__WHAT YOU NEED TO DO__: Among the entries that follow, find the lines containing the string "bool" and copy them.

Collected data
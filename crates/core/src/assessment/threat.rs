//! Overall threat assessment
//!
//! Folds the fire behaviour report and the lightning signal into a single
//! ordinal threat level, a list of rule-generated key concerns and a one-line
//! summary for the dashboard.

use super::containment::ContainmentDifficulty;
use super::severity::SeverityClass;
use crate::config::ThreatConfig;
use crate::physics::unit_interval;
use crate::report::FireBehaviorReport;
use serde::{Deserialize, Serialize};
use std::fmt;
use tracing::debug;

/// Expected-threat thresholds (strictly greater than)
mod expected_threat_thresholds {
    pub const EXTREME: f64 = 0.7;
    pub const HIGH: f64 = 0.5;
    pub const MODERATE: f64 = 0.3;
}

/// Ordered overall threat level
#[derive(Debug, Clone, Copy, PartialEq, Eq, PartialOrd, Ord, Hash, Serialize, Deserialize)]
pub enum ThreatLevel {
    Low,
    Moderate,
    High,
    Extreme,
}

impl ThreatLevel {
    pub fn label(self) -> &'static str {
        match self {
            ThreatLevel::Low => "Low",
            ThreatLevel::Moderate => "Moderate",
            ThreatLevel::High => "High",
            ThreatLevel::Extreme => "Extreme",
        }
    }

    /// Threat implied by severity alone. Very High flames stay at `High`;
    /// only the extreme band escalates to `Extreme`.
    pub fn from_severity(severity: SeverityClass) -> Self {
        match severity {
            SeverityClass::Low => ThreatLevel::Low,
            SeverityClass::Moderate => ThreatLevel::Moderate,
            SeverityClass::High | SeverityClass::VeryHigh => ThreatLevel::High,
            SeverityClass::Extreme => ThreatLevel::Extreme,
        }
    }

    /// Threat implied by the expected-threat score (0-1)
    pub fn from_expected_threat(score: f64) -> Self {
        if score > expected_threat_thresholds::EXTREME {
            ThreatLevel::Extreme
        } else if score > expected_threat_thresholds::HIGH {
            ThreatLevel::High
        } else if score > expected_threat_thresholds::MODERATE {
            ThreatLevel::Moderate
        } else {
            ThreatLevel::Low
        }
    }
}

impl fmt::Display for ThreatLevel {
    fn fmt(&self, f: &mut fmt::Formatter<'_>) -> fmt::Result {
        f.write_str(self.label())
    }
}

/// Rule-generated concern, serialised as its human-readable message
#[derive(Debug, Clone, Copy, PartialEq, Eq, Hash, Serialize, Deserialize)]
pub enum KeyConcern {
    #[serde(rename = "High crown fire potential")]
    CrownFire,
    #[serde(rename = "Long-range spotting risk")]
    LongRangeSpotting,
    #[serde(rename = "Rapid fire spread")]
    RapidSpread,
    #[serde(rename = "Difficult suppression conditions")]
    DifficultSuppression,
    #[serde(rename = "Lightning ignition risk")]
    LightningIgnition,
}

impl KeyConcern {
    pub fn message(self) -> &'static str {
        match self {
            KeyConcern::CrownFire => "High crown fire potential",
            KeyConcern::LongRangeSpotting => "Long-range spotting risk",
            KeyConcern::RapidSpread => "Rapid fire spread",
            KeyConcern::DifficultSuppression => "Difficult suppression conditions",
            KeyConcern::LightningIgnition => "Lightning ignition risk",
        }
    }
}

impl fmt::Display for KeyConcern {
    fn fmt(&self, f: &mut fmt::Formatter<'_>) -> fmt::Result {
        f.write_str(self.message())
    }
}

/// Summary of the threat posed by a site
#[derive(Debug, Clone, PartialEq, Serialize, Deserialize)]
pub struct ThreatAssessment {
    pub threat_level: ThreatLevel,
    pub expected_threat_score: f64,
    pub lightning_detected: bool,
    pub key_concerns: Vec<KeyConcern>,
    pub summary: String,
}

/// Probability that a fire at this site reaches damaging behaviour
///
/// p = min(1, severity_index × crown_score / 100)
pub fn occurrence_probability(severity_index: f64, crown_fire_score: f64) -> f64 {
    unit_interval(unit_interval(severity_index) * crown_fire_score / 100.0)
}

/// Expected threat: occurrence probability weighted by severity, in `[0, 1]`
pub fn expected_threat(occurrence_probability: f64, severity_index: f64) -> f64 {
    unit_interval(occurrence_probability) * unit_interval(severity_index)
}

/// Build the threat assessment for a fire behaviour report
///
/// The level is the maximum of the severity-derived level, the level implied
/// by the expected threat and, when lightning was detected, the configured
/// lightning floor. Lightning can therefore only raise the level.
pub fn build_threat_assessment(
    report: &FireBehaviorReport,
    lightning_detected: bool,
    config: &ThreatConfig,
) -> ThreatAssessment {
    let severity_level = ThreatLevel::from_severity(report.severity_class);
    let expected_level = ThreatLevel::from_expected_threat(report.expected_threat);
    let mut threat_level = severity_level.max(expected_level);
    if lightning_detected {
        threat_level = threat_level.max(config.lightning_floor);
    }

    let mut key_concerns = Vec::new();
    if report.crown_fire_score > config.crown_concern_score {
        key_concerns.push(KeyConcern::CrownFire);
    }
    if report.spotting_distance_km > config.spotting_concern_km {
        key_concerns.push(KeyConcern::LongRangeSpotting);
    }
    if report.ros_effective_m_per_min > config.rapid_spread_m_per_min {
        key_concerns.push(KeyConcern::RapidSpread);
    }
    if report.containment_difficulty >= ContainmentDifficulty::Difficult {
        key_concerns.push(KeyConcern::DifficultSuppression);
    }
    if lightning_detected {
        key_concerns.push(KeyConcern::LightningIgnition);
    }

    debug!(
        ?severity_level,
        ?expected_level,
        lightning_detected,
        ?threat_level,
        concerns = key_concerns.len(),
        "threat assessed"
    );

    let summary = format!(
        "{} wildfire threat with {} severity and {} crown fire potential",
        threat_level.label().to_uppercase(),
        report.severity_class.label().to_lowercase(),
        report.crown_fire_class.label().to_lowercase()
    );

    ThreatAssessment {
        threat_level,
        expected_threat_score: report.expected_threat,
        lightning_detected,
        key_concerns,
        summary,
    }
}

#[cfg(test)]
mod tests {
    use super::*;
    use crate::physics::crown_fire::CrownFireClass;

    fn calm_report() -> FireBehaviorReport {
        FireBehaviorReport {
            ros_base_m_per_min: 3.32,
            ros_effective_m_per_min: 3.32,
            slope_multiplier: 1.0,
            aspect_factor: 1.0,
            fuel_load_kg_m2: 0.6004,
            fuel_moisture_pct: 12.0,
            intensity_kw_per_m: 598.0,
            flame_length_m: 1.47,
            severity_index: 0.245,
            severity_class: SeverityClass::Moderate,
            crown_fire_score: 26.9,
            crown_fire_class: CrownFireClass::Low,
            spotting_distance_km: 0.012,
            time_to_burn_hours: Some(6.33),
            damage_estimate_rs: 7_500_000.0,
            containment_difficulty: ContainmentDifficulty::Easy,
            occurrence_probability: 0.066,
            expected_threat: 0.016,
        }
    }

    #[test]
    fn test_calm_report_is_moderate_without_concerns() {
        let assessment = build_threat_assessment(&calm_report(), false, &ThreatConfig::default());
        assert_eq!(assessment.threat_level, ThreatLevel::Moderate);
        assert!(assessment.key_concerns.is_empty());
        assert_eq!(
            assessment.summary,
            "MODERATE wildfire threat with moderate severity and low crown fire potential"
        );
    }

    #[test]
    fn test_lightning_raises_floor_and_adds_concern() {
        let mut report = calm_report();
        report.severity_class = SeverityClass::Low;
        let config = ThreatConfig::default();

        let without = build_threat_assessment(&report, false, &config);
        let with = build_threat_assessment(&report, true, &config);

        assert_eq!(without.threat_level, ThreatLevel::Low);
        assert_eq!(with.threat_level, ThreatLevel::Moderate);
        assert_eq!(with.key_concerns, vec![KeyConcern::LightningIgnition]);
    }

    #[test]
    fn test_lightning_never_lowers_level() {
        let config = ThreatConfig::default();
        for severity in [
            SeverityClass::Low,
            SeverityClass::Moderate,
            SeverityClass::High,
            SeverityClass::VeryHigh,
            SeverityClass::Extreme,
        ] {
            let mut report = calm_report();
            report.severity_class = severity;
            let without = build_threat_assessment(&report, false, &config);
            let with = build_threat_assessment(&report, true, &config);
            assert!(with.threat_level >= without.threat_level);
        }
    }

    #[test]
    fn test_expected_threat_escalates_level() {
        let mut report = calm_report();
        report.severity_class = SeverityClass::Low;
        report.expected_threat = 0.75;
        let assessment = build_threat_assessment(&report, false, &ThreatConfig::default());
        assert_eq!(assessment.threat_level, ThreatLevel::Extreme);
    }

    #[test]
    fn test_concerns_fire_in_rule_order() {
        let mut report = calm_report();
        report.crown_fire_score = 85.0;
        report.spotting_distance_km = 3.5;
        report.ros_effective_m_per_min = 25.0;
        report.containment_difficulty = ContainmentDifficulty::Extreme;
        let assessment = build_threat_assessment(&report, true, &ThreatConfig::default());
        assert_eq!(
            assessment.key_concerns,
            vec![
                KeyConcern::CrownFire,
                KeyConcern::LongRangeSpotting,
                KeyConcern::RapidSpread,
                KeyConcern::DifficultSuppression,
                KeyConcern::LightningIgnition,
            ]
        );
    }

    #[test]
    fn test_thresholds_are_strict() {
        let mut report = calm_report();
        report.crown_fire_score = 60.0;
        report.spotting_distance_km = 2.0;
        report.ros_effective_m_per_min = 10.0;
        let assessment = build_threat_assessment(&report, false, &ThreatConfig::default());
        assert!(assessment.key_concerns.is_empty());
    }

    #[test]
    fn test_expected_threat_level_boundaries() {
        assert_eq!(ThreatLevel::from_expected_threat(0.3), ThreatLevel::Low);
        assert_eq!(ThreatLevel::from_expected_threat(0.31), ThreatLevel::Moderate);
        assert_eq!(ThreatLevel::from_expected_threat(0.51), ThreatLevel::High);
        assert_eq!(ThreatLevel::from_expected_threat(f64::NAN), ThreatLevel::Low);
    }

    #[test]
    fn test_occurrence_and_expected_threat_bounded() {
        assert_eq!(occurrence_probability(1.0, 250.0), 1.0);
        assert_eq!(occurrence_probability(0.5, -40.0), 0.0);
        let occurrence = occurrence_probability(0.5, 60.0);
        assert!((occurrence - 0.3).abs() < 1e-12);
        assert!((expected_threat(occurrence, 0.5) - 0.15).abs() < 1e-12);
    }

    #[test]
    fn test_concerns_serialize_as_messages() {
        let json = serde_json::to_string(&vec![KeyConcern::RapidSpread]).unwrap();
        assert_eq!(json, r#"["Rapid fire spread"]"#);
    }
}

__WRITTEN RESPONSE__:
    pub lightning_detected: bool,
    lightning_detected: bool,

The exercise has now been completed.